SUCCESS LAKE, NY. – Innovation accounted for 2% of Hain Celestial Group Inc.’s sales when Mark L. Schiller, President and CEO, joined the company in 2018. Today, innovation accounts for 6.5% of sales and Mr. Schiller expects it to rise to 7.5% to 8% of sales.
“It’s definitely an achievable number,” he said during a presentation at the Evercore ISI Consumer & Retail virtual conference on June 8. “And our innovation strategy is quite simple. We’re just taking things that people already eat and love and make a healthier version of them, which means our success rate will be way above average because we’re not creating no new types of food in the world.
Hain Celestial’s on-draft innovation includes peanut butter and jelly bites sold under the Earth’s Best brand, the launch of functional benefit teas under the Celestial Seasonings banner and Greek yogurt for children under the Greek Gods brand .
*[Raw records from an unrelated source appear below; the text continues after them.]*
//! Bitcoin Script: wire codec and stack-machine execution.
//!
//! Commands are a tagged variant (opcode or data push) and the VM dispatches
//! through a table mapping opcode to handler function. P2SH is detected when
//! the combined command queue is built; after the final unlocking data push
//! the VM injects the synthetic [`OP_P2SH`] opcode which re-hashes the
//! redeem script, compares, and replays its commands. A remaining
//! `OP_0 <20-byte>` pair is expanded into the P2PKH template with the
//! witness items pushed ahead of it.

use std::collections::VecDeque;

use serde::{Deserialize, Serialize};

use crate::codec::ByteReader;
use crate::constants::*;
use crate::error::{Result, ScriptError, SpvError};
use crate::hashing::{hash160, hash256};
use crate::keys::verify_signature;
use crate::types::{ByteString, Hash};

/// One element of a script: an opcode or a data push of 1..=520 bytes.
#[derive(Debug, Clone, PartialEq, Eq, Serialize, Deserialize)]
pub enum ScriptCommand {
    Op(u8),
    Data(ByteString),
}

/// An ordered sequence of script commands.
#[derive(Debug, Clone, Default, PartialEq, Eq, Serialize, Deserialize)]
pub struct Script {
    pub cmds: Vec<ScriptCommand>,
}

impl Script {
    pub fn new(cmds: Vec<ScriptCommand>) -> Self {
        Self { cmds }
    }

    /// Parse a length-prefixed script: varint byte length followed by the
    /// raw command encoding.
    pub fn parse(reader: &mut ByteReader) -> Result<Self> {
        let len = reader.read_varint()? as usize;
        if len > MAX_SCRIPT_SIZE {
            return Err(SpvError::Malformed(format!(
                "script length {len} exceeds cap"
            )));
        }
        let raw = reader.take(len)?;
        Self::parse_raw(raw)
    }

    /// Parse raw command bytes without a length prefix (redeem scripts).
    pub fn parse_raw(raw: &[u8]) -> Result<Self> {
        if raw.len() > MAX_SCRIPT_SIZE {
            return Err(SpvError::Malformed(format!(
                "script length {} exceeds cap",
                raw.len()
            )));
        }
        let mut reader = ByteReader::new(raw);
        let mut cmds = Vec::new();
        while !reader.is_empty() {
            let byte = reader.read_byte()?;
            match byte {
                1..=75 => {
                    cmds.push(ScriptCommand::Data(reader.take(byte as usize)?.to_vec()));
                }
                OP_PUSHDATA1 => {
                    let len = reader.read_byte()? as usize;
                    cmds.push(ScriptCommand::Data(reader.take(len)?.to_vec()));
                }
                OP_PUSHDATA2 => {
                    let len = reader.read_u16_le()? as usize;
                    if len > MAX_PUSH_SIZE {
                        return Err(SpvError::Malformed(format!(
                            "push of {len} bytes exceeds element cap"
                        )));
                    }
                    cmds.push(ScriptCommand::Data(reader.take(len)?.to_vec()));
                }
                OP_PUSHDATA4 => {
                    return Err(SpvError::Malformed(
                        "OP_PUSHDATA4 not accepted in standard scripts".to_string(),
                    ));
                }
                op => cmds.push(ScriptCommand::Op(op)),
            }
        }
        Ok(Self { cmds })
    }

    /// Serialize the commands without a length prefix, choosing the minimal
    /// push form for each data element.
    pub fn raw_serialize(&self) -> Result<ByteString> {
        let mut out = Vec::new();
        for cmd in &self.cmds {
            match cmd {
                ScriptCommand::Op(op) => out.push(*op),
                ScriptCommand::Data(data) => {
                    let len = data.len();
                    if len == 0 {
                        return Err(SpvError::Malformed(
                            "empty data push has no wire form, use OP_0".to_string(),
                        ));
                    }
                    if len <= 75 {
                        out.push(len as u8);
                    } else if len <= 255 {
                        out.push(OP_PUSHDATA1);
                        out.push(len as u8);
                    } else if len <= MAX_PUSH_SIZE {
                        out.push(OP_PUSHDATA2);
                        out.extend_from_slice(&(len as u16).to_le_bytes());
                    } else {
                        return Err(SpvError::Malformed(format!(
                            "push of {len} bytes exceeds element cap"
                        )));
                    }
                    out.extend_from_slice(data);
                }
            }
        }
        Ok(out)
    }

    /// Serialize with the varint length prefix used on the wire.
    pub fn serialize(&self) -> Result<ByteString> {
        let raw = self.raw_serialize()?;
        let mut out = crate::codec::encode_varint(raw.len() as u64);
        out.extend_from_slice(&raw);
        Ok(out)
    }

    /// Concatenate the unlocking half with the locking half.
    pub fn combine(&self, other: &Script) -> Script {
        let mut cmds = self.cmds.clone();
        cmds.extend(other.cmds.iter().cloned());
        Script { cmds }
    }

    pub fn is_p2pkh(&self) -> bool {
        matches!(
            self.cmds.as_slice(),
            [
                ScriptCommand::Op(OP_DUP),
                ScriptCommand::Op(OP_HASH160),
                ScriptCommand::Data(h),
                ScriptCommand::Op(OP_EQUALVERIFY),
                ScriptCommand::Op(OP_CHECKSIG),
            ] if h.len() == 20
        )
    }

    pub fn is_p2sh(&self) -> bool {
        matches!(
            self.cmds.as_slice(),
            [
                ScriptCommand::Op(OP_HASH160),
                ScriptCommand::Data(h),
                ScriptCommand::Op(OP_EQUAL),
            ] if h.len() == 20
        )
    }

    /// The 20-byte program of a version-0 witness pubkey hash script.
    pub fn witness_program(&self) -> Option<&[u8]> {
        match self.cmds.as_slice() {
            [ScriptCommand::Op(OP_0), ScriptCommand::Data(h)] if h.len() == 20 => Some(h),
            _ => None,
        }
    }

    pub fn is_p2wpkh(&self) -> bool {
        self.witness_program().is_some()
    }

    /// Execute this (usually combined) script against sighash `z`.
    ///
    /// `Ok(false)` is a clean script failure: the final stack did not hold a
    /// true element, or a signature check pushed zero. `Err` carries the
    /// failure category for structurally bad executions (underflow, caps,
    /// unparseable redeem script, non-whitelisted opcode).
    pub fn evaluate(
        &self,
        z: &Hash,
        witness: &[ByteString],
    ) -> std::result::Result<bool, ScriptError> {
        Vm::new(self.cmds.clone(), witness.to_vec()).run(z)
    }
}
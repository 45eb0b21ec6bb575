use antigravity::cli::commands::{CliArgs, Commands};
use antigravity::cli::handlers::{
    handle_diff, handle_generate, handle_profiles, handle_providers, handle_validate, EXIT_FAILED,
};
use antigravity::util::logging::{init_logging, parse_level, LoggingConfig};
use antigravity::{GeneratorConfig, VERSION};

use clap::Parser;
use std::env;
use tracing::{debug, Level};

fn main() {
    let args = CliArgs::parse();

    let config = match GeneratorConfig::from_env().and_then(|c| c.validate().map(|_| c)) {
        Ok(config) => config,
        Err(e) => {
            eprintln!("Error: {}", e);
            std::process::exit(EXIT_FAILED);
        }
    };
    init_logging_from_args(&args, &config);

    debug!("antigravity v{} starting", VERSION);
    debug!("Arguments: {:?}", args);
    debug!("{}", config);

    let exit_code = match &args.command {
        Commands::Generate(generate_args) => handle_generate(generate_args, &config),
        Commands::Validate(validate_args) => handle_validate(validate_args, &config),
        Commands::Providers(providers_args) => handle_providers(providers_args),
        Commands::Profiles(profiles_args) => handle_profiles(profiles_args, &config),
        Commands::Diff(diff_args) => handle_diff(diff_args, &config),
    };

    std::process::exit(exit_code);
}

fn init_logging_from_args(args: &CliArgs, config: &GeneratorConfig) {
    let level = if let Some(level_str) = &args.log_level {
        parse_level(level_str)
    } else if args.verbose {
        Level::DEBUG
    } else if args.quiet {
        Level::ERROR
    } else {
        parse_level(&config.log_level)
    };

    let use_json = env::var("ANTIGRAVITY_LOG_JSON")
        .map(|v| v.eq_ignore_ascii_case("true"))
        .unwrap_or(false);

    init_logging(LoggingConfig {
        level,
        use_json,
        ..LoggingConfig::default()
    });
}
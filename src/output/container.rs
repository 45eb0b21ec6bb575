//! Path-keyed collection of generated files

use anyhow::{bail, Context, Result};
use flate2::write::GzEncoder;
use flate2::Compression;
use indexmap::IndexMap;
use serde::Serialize;
use std::fs;
use std::path::{Component, Path, PathBuf};
use tracing::{debug, info, warn};

fn discard(staging: &Path) {
    if staging.exists() {
        if let Err(e) = fs::remove_dir_all(staging) {
            warn!(dir = %staging.display(), error = %e, "Failed to remove staging directory");
        }
    }
}

/// Generated files keyed by project-relative POSIX path, in insertion order.
#[derive(Debug, Clone, Default, PartialEq, Eq, Serialize)]
#[serde(transparent)]
pub struct OutputContainer {
    files: IndexMap<String, String>,
}

fn normalize(path: &str) -> String {
    let trimmed = path.trim().replace('\\', "/");
    let mut rest = trimmed.as_str();
    while let Some(stripped) = rest.strip_prefix("./") {
        rest = stripped;
    }
    rest.trim_start_matches('/').to_string()
}

fn is_safe(path: &str) -> bool {
    !path.is_empty()
        && Path::new(path)
            .components()
            .all(|c| matches!(c, Component::Normal(_)))
}

impl OutputContainer {
    pub fn new() -> Self {
        Self::default()
    }

    /// Adds or replaces a file, returning the previous content.
    pub fn add(&mut self, path: impl AsRef<str>, content: impl Into<String>) -> Option<String> {
        self.files.insert(normalize(path.as_ref()), content.into())
    }

    pub fn get(&self, path: &str) -> Option<&str> {
        self.files.get(&normalize(path)).map(String::as_str)
    }

    pub fn contains(&self, path: &str) -> bool {
        self.files.contains_key(&normalize(path))
    }

    pub fn paths(&self) -> impl Iterator<Item = &str> {
        self.files.keys().map(String::as_str)
    }

    pub fn iter(&self) -> impl Iterator<Item = (&str, &str)> {
        self.files.iter().map(|(p, c)| (p.as_str(), c.as_str()))
    }

    pub fn len(&self) -> usize {
        self.files.len()
    }

    pub fn is_empty(&self) -> bool {
        self.files.is_empty()
    }

    /// Moves every file of `other` into `self`; later writes win.
    pub fn merge(&mut self, other: OutputContainer) {
        self.files.extend(other.files);
    }

    /// Writes the tree under `target`, replacing anything already there.
    ///
    /// Files land in a sibling staging directory first, which is then
    /// renamed over `target`.
    pub fn write_to_dir(&self, target: &Path) -> Result<()> {
        for path in self.paths() {
            if !is_safe(path) {
                bail!("Refusing to write '{}' outside the project directory", path);
            }
        }

        let name = target
            .file_name()
            .and_then(|n| n.to_str())
            .context("Output directory must have a name")?;
        let parent = match target.parent() {
            Some(p) if !p.as_os_str().is_empty() => p.to_path_buf(),
            _ => PathBuf::from("."),
        };
        fs::create_dir_all(&parent)
            .with_context(|| format!("Failed to create {}", parent.display()))?;

        let staging = parent.join(format!(".{}.staging-{}", name, std::process::id()));
        if staging.exists() {
            fs::remove_dir_all(&staging)?;
        }

        if let Err(e) = self.write_tree(&staging) {
            discard(&staging);
            return Err(e);
        }

        let backup = parent.join(format!(".{}.previous-{}", name, std::process::id()));
        if target.exists() {
            fs::rename(target, &backup)
                .with_context(|| format!("Failed to move aside {}", target.display()))?;
        }
        if let Err(e) = fs::rename(&staging, target) {
            if backup.exists() {
                if let Err(restore) = fs::rename(&backup, target) {
                    warn!(
                        dir = %target.display(),
                        backup = %backup.display(),
                        error = %restore,
                        "Failed to restore previous project"
                    );
                }
            }
            discard(&staging);
            return Err(e).with_context(|| format!("Failed to replace {}", target.display()));
        }
        if backup.exists() {
            fs::remove_dir_all(&backup)
                .with_context(|| format!("Failed to remove {}", backup.display()))?;
        }

        info!(dir = %target.display(), files = self.len(), "Wrote project");
        Ok(())
    }

    fn write_tree(&self, root: &Path) -> Result<()> {
        for (path, content) in self.iter() {
            let dest = root.join(path);
            if let Some(dir) = dest.parent() {
                fs::create_dir_all(dir)
                    .with_context(|| format!("Failed to create {}", dir.display()))?;
            }
            fs::write(&dest, content)
                .with_context(|| format!("Failed to write {}", dest.display()))?;
            #[cfg(unix)]
            if path.ends_with(".sh") {
                use std::os::unix::fs::PermissionsExt;
                fs::set_permissions(&dest, fs::Permissions::from_mode(0o755))?;
            }
        }
        Ok(())
    }

    /// Gzipped tarball with every file under `root/`.
    pub fn to_archive(&self, root: &str) -> Result<Vec<u8>> {
        let encoder = GzEncoder::new(Vec::new(), Compression::default());
        let mut builder = tar::Builder::new(encoder);

        for (path, content) in self.iter() {
            if !is_safe(path) {
                bail!("Refusing to archive '{}' outside the project directory", path);
            }
            let mut header = tar::Header::new_gnu();
            header.set_size(content.len() as u64);
            header.set_mode(if path.ends_with(".sh") { 0o755 } else { 0o644 });
            header.set_mtime(0);
            header.set_cksum();
            builder
                .append_data(&mut header, format!("{}/{}", root, path), content.as_bytes())
                .with_context(|| format!("Failed to archive {}", path))?;
        }

        let encoder = builder.into_inner().context("Failed to finish archive")?;
        let bytes = encoder.finish().context("Failed to compress archive")?;
        debug!(bytes = bytes.len(), "Built archive");
        Ok(bytes)
    }

    pub fn write_archive(&self, root: &str, dest: &Path) -> Result<()> {
        let bytes = self.to_archive(root)?;
        if let Some(dir) = dest.parent().filter(|p| !p.as_os_str().is_empty()) {
            fs::create_dir_all(dir)?;
        }
        fs::write(dest, bytes).with_context(|| format!("Failed to write {}", dest.display()))?;
        info!(archive = %dest.display(), files = self.len(), "Wrote archive");
        Ok(())
    }
}

#[cfg(test)]
mod tests {
    use super::*;
    use flate2::read::GzDecoder;
    use std::io::Read;
    use tempfile::TempDir;

    fn sample() -> OutputContainer {
        let mut out = OutputContainer::new();
        out.add("README.md", "# acme\n");
        out.add("./scripts/switch-env.sh", "#!/bin/bash\n");
        out.add("docker-compose.yml", "services: {}\n");
        out
    }

    #[test]
    fn test_paths_are_normalized_and_ordered() {
        let out = sample();
        let paths: Vec<&str> = out.paths().collect();
        assert_eq!(paths, vec!["README.md", "scripts/switch-env.sh", "docker-compose.yml"]);
        assert_eq!(out.get("./README.md"), Some("# acme\n"));
    }

    #[test]
    fn test_add_replaces_and_returns_previous() {
        let mut out = sample();
        assert_eq!(out.add("README.md", "new"), Some("# acme\n".to_string()));
        assert_eq!(out.len(), 3);
    }

    #[test]
    fn test_merge() {
        let mut out = sample();
        let mut other = OutputContainer::new();
        other.add("dbt/dbt_project.yml", "name: acme");
        other.add("README.md", "override");
        out.merge(other);
        assert_eq!(out.len(), 4);
        assert_eq!(out.get("README.md"), Some("override"));
    }

    #[test]
    fn test_write_to_dir_replaces_existing() {
        let temp = TempDir::new().unwrap();
        let target = temp.path().join("acme");
        fs::create_dir_all(&target).unwrap();
        fs::write(target.join("stale.txt"), "old").unwrap();

        sample().write_to_dir(&target).unwrap();

        assert!(!target.join("stale.txt").exists());
        assert_eq!(fs::read_to_string(target.join("README.md")).unwrap(), "# acme\n");
        assert!(target.join("scripts/switch-env.sh").exists());
        let leftovers: Vec<_> = fs::read_dir(temp.path())
            .unwrap()
            .filter_map(|e| e.ok())
            .filter(|e| e.file_name().to_string_lossy().starts_with('.'))
            .collect();
        assert!(leftovers.is_empty());
    }

    #[test]
    fn test_failed_write_leaves_no_staging_and_keeps_target() {
        let temp = TempDir::new().unwrap();
        let target = temp.path().join("acme");
        fs::create_dir_all(&target).unwrap();
        fs::write(target.join("keep.txt"), "old").unwrap();

        let mut out = sample();
        out.add("conf", "file first");
        out.add("conf/nested.yml", "cannot live under a file");
        let err = out.write_to_dir(&target).unwrap_err();

        assert!(format!("{:#}", err).contains("conf"));
        assert_eq!(fs::read_to_string(target.join("keep.txt")).unwrap(), "old");
        let leftovers: Vec<_> = fs::read_dir(temp.path())
            .unwrap()
            .filter_map(|e| e.ok())
            .filter(|e| e.file_name().to_string_lossy().starts_with(".acme."))
            .collect();
        assert!(leftovers.is_empty());
    }

    #[test]
    fn test_write_rejects_parent_components() {
        let temp = TempDir::new().unwrap();
        let mut out = OutputContainer::new();
        out.add("../escape.txt", "x");
        assert!(out.write_to_dir(&temp.path().join("acme")).is_err());
    }

    #[test]
    fn test_archive_contains_every_file() {
        let bytes = sample().to_archive("acme").unwrap();
        let mut tar_data = Vec::new();
        GzDecoder::new(&bytes[..]).read_to_end(&mut tar_data).unwrap();

        let mut archive = tar::Archive::new(&tar_data[..]);
        let names: Vec<String> = archive
            .entries()
            .unwrap()
            .map(|e| e.unwrap().path().unwrap().display().to_string())
            .collect();
        assert_eq!(
            names,
            vec!["acme/README.md", "acme/scripts/switch-env.sh", "acme/docker-compose.yml"]
        );
    }
}
use super::context::RunContext;
use super::report::FatalError;
use std::fmt;

/// Where a run currently stands. `Failed` is reachable from every state.
#[derive(Debug, Clone, Copy, PartialEq, Eq)]
pub enum RunState {
    Init,
    ServicesRegistered,
    Validated,
    AutoWired,
    Generated,
    Done,
    Failed,
}

impl fmt::Display for RunState {
    fn fmt(&self, f: &mut fmt::Formatter<'_>) -> fmt::Result {
        let name = match self {
            RunState::Init => "init",
            RunState::ServicesRegistered => "services_registered",
            RunState::Validated => "validated",
            RunState::AutoWired => "auto_wired",
            RunState::Generated => "generated",
            RunState::Done => "done",
            RunState::Failed => "failed",
        };
        f.write_str(name)
    }
}

pub trait GenerationPhase {
    fn name(&self) -> &'static str;

    /// State the run is in once this phase succeeds.
    fn reaches(&self) -> RunState;

    /// Every fatal error found, so callers see them as one batch.
    fn execute(&self, run: &mut RunContext<'_>) -> Result<(), Vec<FatalError>>;
}
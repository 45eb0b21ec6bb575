//! Randomness behind generated credentials

use rand::distributions::Alphanumeric;
use rand::rngs::StdRng;
use rand::{Rng, RngCore, SeedableRng};
use std::fmt;

/// Characters a generated password may contain.
pub const PASSWORD_ALPHABET: &[u8] =
    b"abcdefghijklmnopqrstuvwxyzABCDEFGHIJKLMNOPQRSTUVWXYZ0123456789!@#$%^&*";

/// Source of secret material. Injected into a run so tests can pin values.
pub trait SecretSource: Send + fmt::Debug {
    /// Random password drawn from [`PASSWORD_ALPHABET`].
    fn password(&mut self, length: usize) -> String;

    /// `bytes` random bytes, hex encoded.
    fn hex_key(&mut self, bytes: usize) -> String;

    /// Alphanumeric token, safe for URLs and shell variables.
    fn token(&mut self, length: usize) -> String;
}

/// [`SecretSource`] backed by a `StdRng`.
#[derive(Debug)]
pub struct RngSecretSource {
    rng: StdRng,
}

impl RngSecretSource {
    pub fn from_entropy() -> Self {
        Self {
            rng: StdRng::from_entropy(),
        }
    }

    /// Deterministic source; the same seed yields the same secrets.
    pub fn seeded(seed: u64) -> Self {
        Self {
            rng: StdRng::seed_from_u64(seed),
        }
    }
}

impl Default for RngSecretSource {
    fn default() -> Self {
        Self::from_entropy()
    }
}

impl SecretSource for RngSecretSource {
    fn password(&mut self, length: usize) -> String {
        (0..length)
            .map(|_| PASSWORD_ALPHABET[self.rng.gen_range(0..PASSWORD_ALPHABET.len())] as char)
            .collect()
    }

    fn hex_key(&mut self, bytes: usize) -> String {
        let mut buf = vec![0u8; bytes];
        self.rng.fill_bytes(&mut buf);
        hex::encode(buf)
    }

    fn token(&mut self, length: usize) -> String {
        (&mut self.rng)
            .sample_iter(&Alphanumeric)
            .take(length)
            .map(char::from)
            .collect()
    }
}
impl Provider for DltProvider {
    fn name(&self) -> &str {
        "DLT"
    }

    fn category(&self) -> Category {
        Category::Ingestion
    }

    fn register_services(&self, scope: &mut ServiceScope<'_>) -> Result<(), ContextError> {
        let conn = scope
            .connection("dlt_ingestion", "dlt")
            .host("localhost")
            .env_prefix("DLT_")
            .capabilities([Capability::Ingestion]);
        scope.register(conn)
    }

    fn dependencies(&self) -> Vec<DependencySpec> {
        vec![DependencySpec::capability(Capability::Warehouse)]
    }

    fn validate_configuration(&self, context: &ProjectContext) -> Result<(), String> {
        if has_destination(context) {
            Ok(())
        } else {
            Err("DLT requires a warehouse or database destination".to_string())
        }
    }

    fn generate(&self, ctx: &GenerationContext<'_>, output: &mut OutputContainer) -> Result<()> {
        let storage = ctx.storage().unwrap_or("PostgreSQL");
        let destination = storage_adapter(storage, AdapterTool::Dlt).unwrap_or("postgres");
        let dataset = format!("{}_raw", ctx.project_name());

        let sources: Vec<&DataSource> = ctx.project.enabled_data_sources().collect();
        if sources.is_empty() {
            output.add(
                "ingestion/pipeline.py",
                Self::pipeline_script(None, destination, &dataset),
            );
        }
        for source in sources {
            output.add(
                format!("ingestion/pipelines/{}.py", source.name),
                Self::pipeline_script(Some(source), destination, &dataset),
            );
        }

        output.add(
            "ingestion/requirements.txt",
            requirements(&required_packages(self.name(), storage)),
        );
        output.add(
            "ingestion/Dockerfile",
            "FROM python:3.11-slim\n\n\
             WORKDIR /app\n\
             COPY requirements.txt .\n\
             RUN pip install --no-cache-dir -r requirements.txt\n\
             COPY . .\n\n\
             CMD [\"python\", \"pipeline.py\"]\n",
        );
        Ok(())
    }

    fn compose_services(&self, context: &ProjectContext) -> IndexMap<String, ComposeService> {
        let mut service = ComposeService::image("python:3.11-slim")
            .oneshot()
            .env("PIPELINE_NAME", format!("{}_pipeline", context.project_name()))
            .volume("./ingestion:/app")
            .command("sh -c \"pip install -q -r /app/requirements.txt && python /app/pipeline.py\"");
        if let Some(url) = storage_url(context) {
            service = service.env("DESTINATION__CREDENTIALS", url);
        }
        if let Some(storage) = context.service_by_capability(&Capability::Warehouse) {
            if storage.port > 0 {
                service = service.depends_on(storage.name.clone());
            }
        }
        service_map([("dlt_ingestion", service)])
    }

    fn env_vars(&self, context: &ProjectContext) -> BTreeMap<String, String> {
        let mut vars = BTreeMap::from([(
            "PIPELINE_NAME".to_string(),
            format!("{}_pipeline", context.project_name()),
        )]);
        if let Some(url) = storage_url(context) {
            vars.insert("DESTINATION__CREDENTIALS".to_string(), url);
        }
        vars
    }
}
“We fundamentally believe that if we can make something that’s healthier, that still tastes good, that’s affordable and available, that they (consumers) will migrate to our category,” Schiller said. “So our adherence to innovation has been very good.”
The supply chain challenges that have plagued nearly every consumer packaged goods company have hampered the company’s innovation strategy. To overcome the challenges, Hain Celestial has been aggressive in putting its innovation on store shelves.
“In this environment, with labor shortages and supply issues, not all retailers are resetting as they normally would, but it has worked for us throughout the pandemic,” said Mr Schiller. “If I just get a handful of core retailers to take it and I can use the consumer data to make my case to the other retailers, that’s a lot more powerful than concept data where you have to trust me. I’m talking(ed) to 100 consumers, and they said it was a good idea, so we think our aggressiveness in innovation is the right strategy and certainly further justification for additional space.
Mr. Schiller also discussed how the recent closure of Abbott Nutrition’s infant formula plant in Sturgis, Michigan, and the resulting infant formula shortage benefited Hain Celestial. He said new parents who have switched to Hain Celestial’s formula brands are expected to stay with the company even after Abbott resumes production.
“We will keep these consumers for the long term,” he said. “But as the next babies are born, as these brands come back online, I expect them to recoup their share over time. And that’s okay because they’re just in the infant sector, and we have succeeded over time in attracting these consumers to our pouches, jars and snacks.
“But it’s a lot easier if you bring them in as infants and keep them there. So in the short term, we picked up a bunch of consumers. Longer term, we’ll probably be back to business as usual, which is good because, again, we were doing pretty well.